Hardly cheap, given that the average unmarried non-com gets one-tenth of that each day. General Patraeus, the commander of the forces in Iraq, gets just over half of that rate.
Some would argue that these mercenaries are not really mercenaries because they are Americans who are fighting America's cause as civilians. I'd buy that if it weren't for the fact that, in true mercenary form, Blackwater has sent a great deal of personnel hired from Chile, the Phillippines, Bosnia, to name but a few states outside of the 50 belonging to the United States. The worst part of this is that many of those from Chile were commandos trained by Pinochet's corporatist regime.
It should also be pointed out that Blackwater is not the only security firm on the ground in Iraq. There are two other contractors, DynCorp International and Triple Canopy, but Blackwater is the one with the most private security "soldiers" there. As a group, it has been involved in more than 200 shootings in the past one and a half years. Most of those shootings were from moving vehicles, and Blackwater has the reputation of shooting first and not bothering to stop and ask questions second. That is hardly serving American interests.

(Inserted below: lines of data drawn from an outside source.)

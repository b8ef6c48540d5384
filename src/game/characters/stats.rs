// Actor stats - fixed numbers an actor is built from
// Player and enemies share one struct; only the presets differ

use crate::game::combat::Hitbox;

/// Vertical offsets of the collision sample line below an actor's anchor
///
/// Moving up tests the line at `up`, anything else tests it at `down`, so
/// the actor's head can overlap a wall above while its feet stay clear.
#[derive(Debug, Clone, Copy, PartialEq)]
pub struct FeetProbe {
    pub up: f32,
    pub down: f32,
}

/// Combat and movement numbers for one kind of actor
#[derive(Debug, Clone, PartialEq)]
pub struct ActorStats {
    // Combat
    pub max_health: i32,
    pub damage: i32,
    pub hurt_box: Hitbox,
    pub attack_box: Hitbox,
    /// Ticks of invulnerability after a hit
    pub invuln_duration: u32,

    // Knockback
    pub knockback_duration: u32,
    /// Pixels per tick while knocked back
    pub knockback_strength: f32,

    // Movement
    /// Pixels per tick
    pub speed: f32,
    pub feet: FeetProbe,
}

/// Enemy-only AI tuning
#[derive(Debug, Clone, Copy, PartialEq)]
pub struct EnemyBehavior {
    /// Start chasing inside this distance
    pub aggro_radius: f32,
    /// Keep chasing until the target is at least this far
    pub lose_radius: f32,
    /// Ticks between attacks
    pub attack_cooldown: u32,
}

pub const PLAYER_STATS: ActorStats = ActorStats {
    max_health: 10,
    damage: 1,
    hurt_box: Hitbox::centered(6.0, 6.0),
    attack_box: Hitbox::centered(6.0, 6.0),
    invuln_duration: 60,

    knockback_duration: 6,
    knockback_strength: 2.0,

    speed: 0.6,
    feet: FeetProbe { up: 6.0, down: 9.0 },
};

pub const ENEMY_STATS: ActorStats = ActorStats {
    max_health: 5,
    damage: 1,
    hurt_box: Hitbox::centered(6.0, 6.0),
    attack_box: Hitbox::centered(6.0, 6.0),
    invuln_duration: 30,

    knockback_duration: 6,
    knockback_strength: 2.0,

    speed: 0.7,
    feet: FeetProbe { up: 2.0, down: 6.0 },
};

pub const ENEMY_BEHAVIOR: EnemyBehavior = EnemyBehavior {
    aggro_radius: 50.0,
    lose_radius: 100.0,
    attack_cooldown: 60,
};

impl ActorStats {
    pub fn player() -> Self {
        PLAYER_STATS
    }

    pub fn enemy() -> Self {
        ENEMY_STATS
    }
}

impl Default for ActorStats {
    fn default() -> Self {
        PLAYER_STATS
    }
}

impl Default for EnemyBehavior {
    fn default() -> Self {
        ENEMY_BEHAVIOR
    }
}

Especially given the lack of communication and coordination between the private contractors and the military. Case in point, in March of 2004, four Blackwater contractors were ambushed, burnt and hung from a bridge in Fallujah; the commanding military officer in the region had no idea that the contractors and the convoy they were protecting would be in the area, but had to put aside his own plans and strategies in order to invade the city in pursuit of the insurgents who had executed the attack. This lack of coordination is made worse by the fact that for every 10 military serviceperson on the ground, there is one contractor. In Dessert Storm, that ratio was 50 to 1. This means that for every 10 of our guys trying to put an end to violence and insurgency, there is one guy -- with the probability of not being American -- shooting at the same people our guys are working with in order to get the job done.

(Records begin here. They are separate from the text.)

// Combat feedback: floating damage numbers and health bars
//
// Both are view models only. A renderer reads them each frame; the combat
// core only pushes events into them.

use arrayvec::ArrayVec;
use glam::Vec2;

/// Maximum number of damage popups alive at once
pub const MAX_DAMAGE_NUMBERS: usize = 16;

/// How many ticks a damage popup lives
pub const DAMAGE_NUMBER_LIFETIME: u32 = 30;

/// Upward drift of a popup per tick
const DAMAGE_NUMBER_DRIFT: Vec2 = Vec2::new(0.0, -0.4);

/// Number of distinct health bar graphics (0 = empty, 14 = full)
pub const HEALTH_BAR_STAGES: i32 = 15;

/// Vertical distance of the bar above its owner
const HEALTH_BAR_Y_OFFSET: f32 = -14.0;

/// Receives "show this damage amount here" events from the combat core.
///
/// Fire-and-forget: implementations must swallow their own failures
/// (a full pool, a missing font, ...).
pub trait DamageSink {
    fn spawn(&mut self, at: Vec2, amount: i32);
}

/// Sink that discards every event
#[derive(Debug, Default, Clone, Copy)]
pub struct NullDamageSink;

impl DamageSink for NullDamageSink {
    fn spawn(&mut self, _at: Vec2, _amount: i32) {}
}

/// A single floating damage popup
#[derive(Debug, Clone, Copy, PartialEq)]
pub struct DamageNumber {
    pub position: Vec2,
    pub amount: i32,
    pub ticks_left: u32,
}

/// Bounded pool of floating damage popups
#[derive(Debug, Default)]
pub struct DamageNumbers {
    entries: ArrayVec<DamageNumber, MAX_DAMAGE_NUMBERS>,
}

impl DamageNumbers {
    pub fn new() -> Self {
        Self::default()
    }

    /// Drift every popup upward and drop the expired ones
    pub fn update(&mut self) {
        for entry in &mut self.entries {
            entry.position += DAMAGE_NUMBER_DRIFT;
            entry.ticks_left = entry.ticks_left.saturating_sub(1);
        }
        self.entries.retain(|entry| entry.ticks_left > 0);
    }

    /// Popups currently alive, oldest first
    pub fn entries(&self) -> &[DamageNumber] {
        &self.entries
    }

    pub fn len(&self) -> usize {
        self.entries.len()
    }

    pub fn is_empty(&self) -> bool {
        self.entries.is_empty()
    }

    pub fn clear(&mut self) {
        self.entries.clear();
    }
}

impl DamageSink for DamageNumbers {
    fn spawn(&mut self, at: Vec2, amount: i32) {
        let entry = DamageNumber {
            position: at,
            amount,
            ticks_left: DAMAGE_NUMBER_LIFETIME,
        };

        if self.entries.try_push(entry).is_err() {
            log::trace!("Damage number pool full, dropping popup for {}", amount);
        }
    }
}

/// Health bar drawn above an actor
#[derive(Debug, Clone, Copy, PartialEq, Default)]
pub struct HealthBar {
    /// Graphic index in `0..HEALTH_BAR_STAGES`
    pub stage: i32,
    pub position: Vec2,
    pub z_order: i32,
    pub visible: bool,
}

impl HealthBar {
    pub fn new() -> Self {
        Self::default()
    }

    /// Refresh the bar for the owner's current state
    pub fn update(&mut self, owner_pos: Vec2, health: i32, max_health: i32, z_order: i32) {
        if max_health <= 0 {
            self.hide();
            return;
        }

        self.stage = health_stage(health, max_health);
        self.position = owner_pos + Vec2::new(0.0, HEALTH_BAR_Y_OFFSET);
        // Slightly in front of the owner
        self.z_order = z_order - 1;
        self.visible = true;
    }

    pub fn hide(&mut self) {
        self.visible = false;
    }
}

/// Map `health` in `[0, max_health]` onto a rounded bar stage
pub fn health_stage(health: i32, max_health: i32) -> i32 {
    if max_health <= 0 {
        return 0;
    }

    let health = health.clamp(0, max_health);
    if health == 0 {
        return 0;
    }

    let stage = (health * (HEALTH_BAR_STAGES - 1) + max_health / 2) / max_health;
    stage.clamp(0, HEALTH_BAR_STAGES - 1)
}
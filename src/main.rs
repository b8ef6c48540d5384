use std::path::PathBuf;

use anyhow::Result;
use clap::Parser;
use log::info;
use winit::{
    event::{Event, WindowEvent},
    event_loop::EventLoop,
    window::WindowBuilder,
};

mod config;
mod core;
mod engine;
mod game;

use config::GameConfig;
use engine::game_loop::{GameLoop, TICKS_PER_SECOND};
use engine::input::{Action, InputManager};
use game::characters::{Actor, ControlState};
use game::GameSession;

/// Top-down room-crawling brawler
#[derive(Debug, Parser)]
#[command(version, about)]
struct Args {
    /// INI file overriding the default tuning
    #[arg(long, value_name = "PATH")]
    config: Option<PathBuf>,

    /// Run this many ticks without a window and print a summary
    #[arg(long, value_name = "TICKS")]
    headless: Option<u64>,
}

fn main() -> Result<()> {
    // Initialize logger
    env_logger::Builder::from_default_env()
        .filter_level(log::LevelFilter::Info)
        .parse_default_env()
        .init();

    let args = Args::parse();
    let config = match &args.config {
        Some(path) => GameConfig::load_from_file(path)?,
        None => GameConfig::default(),
    };

    info!("Starting Tile Brawler...");

    match args.headless {
        Some(ticks) => run_headless(&config, ticks),
        None => run_windowed(&config),
    }
}

/// Idle the player for `ticks` ticks and report what happened
fn run_headless(config: &GameConfig, ticks: u64) -> Result<()> {
    let mut session = GameSession::demo(config);

    for _ in 0..ticks {
        if let Some(room) = session.tick(ControlState::default()) {
            info!("Tick {}: entered {}", session.tick_count(), room);
        }
        if session.is_game_over() {
            info!("Player died after {} ticks", session.tick_count());
            break;
        }
    }

    let manager = session.manager();
    let health = manager.player().map_or(0, |p| p.entity().health());
    info!(
        "Ran {} ticks ({:.1}s): {}, player health {}, {} of {} enemies alive",
        session.tick_count(),
        session.tick_count() as f32 / TICKS_PER_SECOND as f32,
        manager.current_room(),
        health,
        manager.alive_enemy_count(),
        manager.enemy_count()
    );

    Ok(())
}

fn run_windowed(config: &GameConfig) -> Result<()> {
    let (width, height) = config.window_size();

    // Create event loop and window
    let event_loop = EventLoop::new()?;
    let window = WindowBuilder::new()
        .with_title("Tile Brawler")
        .with_inner_size(winit::dpi::LogicalSize::new(width, height))
        .with_resizable(true)
        .build(&event_loop)?;

    info!("Window created successfully");

    let mut session = GameSession::demo(config);
    let mut input = InputManager::new();
    let mut game_loop = GameLoop::new();
    let mut title = String::new();

    // Main event loop
    event_loop
        .run(move |event, elwt| match event {
            Event::WindowEvent {
                event: WindowEvent::CloseRequested,
                ..
            } => {
                info!("Close requested, shutting down...");
                elwt.exit();
            }
            Event::WindowEvent {
                event: WindowEvent::KeyboardInput { event, .. },
                ..
            } => {
                input.process_keyboard_event(&event);
            }
            Event::WindowEvent {
                event: WindowEvent::MouseInput { state, button, .. },
                ..
            } => {
                input.process_mouse_event(button, state);
            }
            Event::WindowEvent {
                event: WindowEvent::Focused(false),
                ..
            } => {
                // Keys released while unfocused never reach us
                input.reset();
            }
            Event::AboutToWait => {
                let toggled = input.just_pressed(Action::Pause);
                if toggled {
                    game_loop.toggle_pause();
                }

                let ticks = game_loop.begin_frame();
                if ticks > 0 {
                    let mut controls = input.controls();
                    for _ in 0..ticks {
                        session.tick(controls);
                        // One press is one swing, not one per catch-up tick
                        controls.attack = false;
                    }
                }
                // Keep unconsumed presses for the next frame that ticks
                if ticks > 0 || toggled || game_loop.is_paused() {
                    input.update();
                }

                let next = status_line(&session, game_loop.is_paused());
                if next != title {
                    window.set_title(&next);
                    title = next;
                }

                window.request_redraw();
            }
            _ => {}
        })
        .map_err(|e| anyhow::anyhow!("Event loop error: {}", e))?;

    Ok(())
}

fn status_line(session: &GameSession, paused: bool) -> String {
    let manager = session.manager();
    let health = manager.player().map_or(0, |p| p.entity().health());

    if session.is_game_over() {
        return "Tile Brawler - game over".to_string();
    }
    format!(
        "Tile Brawler - {} - HP {} - enemies {}{}",
        manager.current_room(),
        health,
        manager.alive_enemy_count(),
        if paused { " - paused" } else { "" }
    )
}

It is a sad state of affairs when America begins to outsource its military. It's an even sadder state of affairs when Americans think it's a good idea. It's truly scary when some are saying that the government should be giving Blackwater bonuses, that the unprovoked shootings by those contractors are perfectly okay; after all, "Who says we have to fight fair?". Machiavelli points out that "men of little prudence will do a thing for immediate gain without recognizing the poison it bears for the future" (The Prince, Chapter XIII). Not fighting fair will hardly allow for the peaceable establishment of a secure Iraq, which presumably is in American interests. As the Blackwater employees enjoy immunity from prosecution for their actions in Iraq, the well of future peace in the Middle East is indeed being poisoned by imprudent men.

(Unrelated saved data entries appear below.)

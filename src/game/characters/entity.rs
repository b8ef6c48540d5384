// Shared actor core: health, hit boxes, knockback and tile-aware movement

use glam::Vec2;

use crate::core::math::unit_or;
use crate::game::combat::{hitboxes_intersect, DamageSink, HealthBar, Hitbox};
use crate::game::world::CollisionQuery;

use super::animation::{AnimationController, AnimationFrame, ClipTable};
use super::stats::{ActorStats, FeetProbe};

/// Knockback direction used when the source sits exactly on the victim
const DEFAULT_KNOCKBACK_DIR: Vec2 = Vec2::new(0.0, -1.0);

/// Draw-order key for a vertical position: lower on screen draws in front.
/// Rounds toward zero and saturates instead of overflowing.
fn z_key(y: f32) -> i32 {
    (y.trunc() as i32).saturating_neg()
}

/// Which axes were refused by collision during a move
#[derive(Debug, Clone, Copy, PartialEq, Eq, Default)]
pub struct MoveResult {
    pub blocked_x: bool,
    pub blocked_y: bool,
}

/// In-flight knockback impulse
#[derive(Debug, Clone, Copy, PartialEq)]
pub struct Knockback {
    pub direction: Vec2,
    /// Remaining ticks
    pub timer: u32,
    pub duration: u32,
    /// Pixels per tick
    pub strength: f32,
}

impl Knockback {
    pub fn is_active(&self) -> bool {
        self.timer > 0
    }
}

/// Read-only snapshot of another actor, taken before it is used as a target
#[derive(Debug, Clone, Copy, PartialEq)]
pub struct TargetView {
    pub position: Vec2,
    pub hurt_box: Hitbox,
    pub alive: bool,
}

/// State every actor in the world carries
#[derive(Debug, Clone)]
pub struct Entity {
    position: Vec2,
    health: i32,
    max_health: i32,
    damage: i32,
    hurt_box: Hitbox,
    attack_box: Hitbox,
    invuln_timer: u32,
    invuln_duration: u32,
    knockback: Knockback,
    active: bool,
    z_order: i32,
    feet: FeetProbe,
    animation: AnimationController,
    health_bar: Option<HealthBar>,
}

impl Entity {
    pub fn new(position: Vec2, stats: &ActorStats, clips: ClipTable) -> Self {
        let max_health = stats.max_health.max(1);

        Self {
            position,
            health: max_health,
            max_health,
            damage: stats.damage,
            hurt_box: stats.hurt_box,
            attack_box: stats.attack_box,
            invuln_timer: 0,
            invuln_duration: stats.invuln_duration,
            knockback: Knockback {
                direction: Vec2::ZERO,
                timer: 0,
                duration: stats.knockback_duration,
                strength: stats.knockback_strength,
            },
            active: true,
            z_order: z_key(position.y),
            feet: stats.feet,
            animation: AnimationController::new(clips),
            health_bar: None,
        }
    }

    /// Attach a health bar view to this entity
    pub fn with_health_bar(mut self) -> Self {
        self.health_bar = Some(HealthBar::new());
        self
    }

    // Accessors

    pub fn position(&self) -> Vec2 {
        self.position
    }

    /// Teleport without collision checks
    pub fn set_position(&mut self, position: Vec2) {
        self.position = position;
    }

    pub fn health(&self) -> i32 {
        self.health
    }

    pub fn max_health(&self) -> i32 {
        self.max_health
    }

    pub fn damage(&self) -> i32 {
        self.damage
    }

    pub fn hurt_box(&self) -> &Hitbox {
        &self.hurt_box
    }

    pub fn attack_box(&self) -> &Hitbox {
        &self.attack_box
    }

    pub fn set_attack_box(&mut self, attack_box: Hitbox) {
        self.attack_box = attack_box;
    }

    pub fn is_alive(&self) -> bool {
        self.health > 0
    }

    pub fn is_active(&self) -> bool {
        self.active
    }

    pub fn is_invulnerable(&self) -> bool {
        self.invuln_timer > 0
    }

    pub fn invuln_timer(&self) -> u32 {
        self.invuln_timer
    }

    pub fn knockback(&self) -> &Knockback {
        &self.knockback
    }

    pub fn feet(&self) -> FeetProbe {
        self.feet
    }

    /// Draw order key; smaller values are drawn in front
    pub fn z_order(&self) -> i32 {
        self.z_order
    }

    pub fn animation(&self) -> &AnimationController {
        &self.animation
    }

    pub fn animation_mut(&mut self) -> &mut AnimationController {
        &mut self.animation
    }

    pub fn health_bar(&self) -> Option<&HealthBar> {
        self.health_bar.as_ref()
    }

    /// Sprite frame a renderer should draw
    pub fn frame(&self) -> AnimationFrame {
        self.animation.frame()
    }

    /// Active and not hidden by a finished death clip
    pub fn is_visible(&self) -> bool {
        self.active && self.animation.is_visible()
    }

    pub fn view(&self) -> TargetView {
        TargetView {
            position: self.position,
            hurt_box: self.hurt_box,
            alive: self.is_alive(),
        }
    }

    // Combat

    /// Apply a hit coming from `source`.
    ///
    /// Ignored when `amount <= 0` or the entity is dead, inactive or
    /// invulnerable.
    pub fn take_damage(&mut self, amount: i32, source: Vec2, sink: &mut dyn DamageSink) {
        if amount <= 0 || !self.is_alive() || !self.active || self.is_invulnerable() {
            return;
        }

        self.health = (self.health - amount).max(0);
        self.invuln_timer = self.invuln_duration;

        if self.health == 0 {
            log::debug!("Entity at {:?} died", self.position);
            self.animation.play_death();
        } else {
            self.animation.play_hurt();
        }

        self.knockback.direction = unit_or(self.position - source, DEFAULT_KNOCKBACK_DIR);
        self.knockback.timer = self.knockback.duration;

        sink.spawn(self.position, amount);
    }

    /// Hit with no meaningful source; knockback goes straight up
    pub fn take_damage_here(&mut self, amount: i32, sink: &mut dyn DamageSink) {
        self.take_damage(amount, self.position, sink);
    }

    pub fn overlaps(&self, other: &Entity) -> bool {
        hitboxes_intersect(&self.hurt_box, self.position, &other.hurt_box, other.position)
    }

    pub fn attack_hits(&self, other: &Entity) -> bool {
        hitboxes_intersect(&self.attack_box, self.position, &other.hurt_box, other.position)
    }

    pub fn overlaps_view(&self, other: &TargetView) -> bool {
        hitboxes_intersect(&self.hurt_box, self.position, &other.hurt_box, other.position)
    }

    pub fn attack_hits_view(&self, other: &TargetView) -> bool {
        hitboxes_intersect(&self.attack_box, self.position, &other.hurt_box, other.position)
    }

    // Movement

    /// Whether the feet line at `new` is clear, given the entity came from `old`
    pub fn can_stand_at(&self, old: Vec2, new: Vec2, world: &dyn CollisionQuery) -> bool {
        let feet_y = if new.y < old.y { self.feet.up } else { self.feet.down };
        let center = new + Vec2::new(0.0, feet_y);
        let hw = self.hurt_box.half_width;

        !world.is_solid(center)
            && !world.is_solid(center - Vec2::new(hw, 0.0))
            && !world.is_solid(center + Vec2::new(hw - 1.0, 0.0))
    }

    /// Move X then Y, dropping whichever axis would end inside a wall, then
    /// clamp to the map. Without a world the move is applied as is.
    pub fn move_by(&mut self, delta: Vec2, world: Option<&dyn CollisionQuery>) -> MoveResult {
        let Some(world) = world else {
            self.position += delta;
            return MoveResult::default();
        };

        let mut result = MoveResult::default();

        if delta.x != 0.0 {
            let candidate = self.position + Vec2::new(delta.x, 0.0);
            if self.can_stand_at(self.position, candidate, world) {
                self.position = candidate;
            } else {
                result.blocked_x = true;
            }
        }

        if delta.y != 0.0 {
            let candidate = self.position + Vec2::new(0.0, delta.y);
            if self.can_stand_at(self.position, candidate, world) {
                self.position = candidate;
            } else {
                result.blocked_y = true;
            }
        }

        self.position = world.clamp_to_bounds(self.position);
        result
    }

    /// Per-tick bookkeeping shared by every actor
    pub fn update(&mut self, world: Option<&dyn CollisionQuery>) {
        if self.knockback.is_active() {
            let step = self.knockback.direction * self.knockback.strength;
            self.move_by(step, world);
            self.knockback.timer -= 1;
        }

        self.animation.update();
        self.z_order = z_key(self.position.y);

        let visible = self.active && self.is_alive();
        if let Some(bar) = self.health_bar.as_mut() {
            if visible {
                bar.update(self.position, self.health, self.max_health, self.z_order);
            } else {
                bar.hide();
            }
        }

        self.invuln_timer = self.invuln_timer.saturating_sub(1);
    }

    /// Show or hide the entity without touching its state
    pub fn set_active(&mut self, active: bool) {
        self.active = active;
        if !active {
            if let Some(bar) = self.health_bar.as_mut() {
                bar.hide();
            }
        }
    }
}

/// Something that can be hit: an `Entity` plus optional blocking behavior
pub trait Actor {
    fn entity(&self) -> &Entity;

    fn entity_mut(&mut self) -> &mut Entity;

    /// Whether a hit coming from `source` is stopped by a guard
    fn is_blocking_attack_from(&self, _source: Vec2) -> bool {
        false
    }

    /// Called when a hit gets through
    fn on_block_broken(&mut self) {}

    /// Called when a hit is stopped by the guard
    fn on_block_success(&mut self) {
        self.entity_mut().animation_mut().play_block_success();
    }

    /// Deliver a hit, giving the actor a chance to block it first.
    /// Returns whether damage was applied.
    fn receive_hit(&mut self, amount: i32, source: Vec2, sink: &mut dyn DamageSink) -> bool {
        let entity = self.entity();
        if amount <= 0 || !entity.is_alive() || !entity.is_active() || entity.is_invulnerable() {
            return false;
        }

        if self.is_blocking_attack_from(source) {
            self.on_block_success();
            return false;
        }

        self.on_block_broken();
        self.entity_mut().take_damage(amount, source, sink);
        true
    }
}

impl Actor for Entity {
    fn entity(&self) -> &Entity {
        self
    }

    fn entity_mut(&mut self) -> &mut Entity {
        self
    }
}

When America starts to depend on mercenaries abroad, it is only a short while before it depends on them domestically. With so many of the National Guards serving in Iraq, the usual duties of those soldiers -- disaster relief, prevention of civil unrest -- are being contracted out. In the wake of the Katrina disaster, a $73 million contract from FEMA was given to Blackwater for their 600 employees' help in the recovery operation. Blackwater's logic is simple enough: the war in Iraq will not last forever, even if it seems like it will, and so they must branch out into domestic service. The problem here continues to be a lack of accountability; under whose authority would the group fall, should their "shoot first, don't ask questions later" attitude make a reappearance in a domestic situation, is a question neither FEMA nor Blackwater seems willing to discuss.
It should be remembered, "anyone searching for the first cause of the ruin of the Roman Empire will find it began with the hiring of mercenaries" (The Prince, Chapter XIII).
Thus ends the lesson for the day. Go with Machiavelli my children.
Quotations: Niccolo Machiavelli, translated by Daniel Donno. The Prince. New York: Bantam Books, 1981.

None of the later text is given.